* [Try it]: Print the records exactly. Miss nothing.

★ ★ ★ ★ ★ ★ ★

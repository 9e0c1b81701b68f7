//! Duration parsing utilities.

use anyhow::Context;
use std::time::Duration;

/// Parse a duration string like "1d", "12h", "30m", "300s", "300".
/// Supports:
/// - Plain numbers (interpreted as seconds): "300"
/// - Seconds suffix: "300s"
/// - Minutes suffix: "30m"
/// - Hours suffix: "12h"
/// - Days suffix: "1d"
pub fn parse_duration(s: &str) -> anyhow::Result<Duration> {
    let s = s.trim();
    if s.is_empty() {
        anyhow::bail!("Empty duration string");
    }

    let units: [(char, u64, &str); 4] = [
        ('d', 86_400, "days"),
        ('h', 3_600, "hours"),
        ('m', 60, "minutes"),
        ('s', 1, "seconds"),
    ];
    for (suffix, scale, name) in units {
        if let Some(num_str) = s.strip_suffix(suffix) {
            let value: u64 = num_str
                .trim()
                .parse()
                .with_context(|| format!("Invalid {name} value: {num_str}"))?;
            let secs = value
                .checked_mul(scale)
                .with_context(|| format!("Duration too large: {s}"))?;
            return Ok(Duration::from_secs(secs));
        }
    }

    // No suffix - treat as seconds
    let secs: u64 = s
        .parse()
        .with_context(|| format!("Invalid duration value: {s}"))?;
    Ok(Duration::from_secs(secs))
}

★ ★ ★ ★ ★ ★ ★

* [Answer to the exercise]:
repository 9e0c1b81701b68f7
//! Duration parsing utilities.

use anyhow::Context;
use std::time::Duration;

/// Parse a duration string like "1d", "12h", "30m", "300s", "300".
/// Supports:
/// - Plain numbers (interpreted as seconds): "300"
/// - Seconds suffix: "300s"
/// - Minutes suffix: "30m"
/// - Hours suffix: "12h"
/// - Days suffix: "1d"
pub fn parse_duration(s: &str) -> anyhow::Result<Duration> {
    let s = s.trim();
    if s.is_empty() {
        anyhow::bail!("Empty duration string");
    }

    let units: [(char, u64, &str); 4] = [
        ('d', 86_400, "days"),
        ('h', 3_600, "hours"),
        ('m', 60, "minutes"),
        ('s', 1, "seconds"),
    ];
    for (suffix, scale, name) in units {
        if let Some(num_str) = s.strip_suffix(suffix) {
            let value: u64 = num_str
                .trim()
                .parse()
                .with_context(|| format!("Invalid {name} value: {num_str}"))?;
            let secs = value
                .checked_mul(scale)
                .with_context(|| format!("Duration too large: {s}"))?;
            return Ok(Duration::from_secs(secs));
        }
    }

    // No suffix - treat as seconds
    let secs: u64 = s
        .parse()
        .with_context(|| format!("Invalid duration value: {s}"))?;
    Ok(Duration::from_secs(secs))
}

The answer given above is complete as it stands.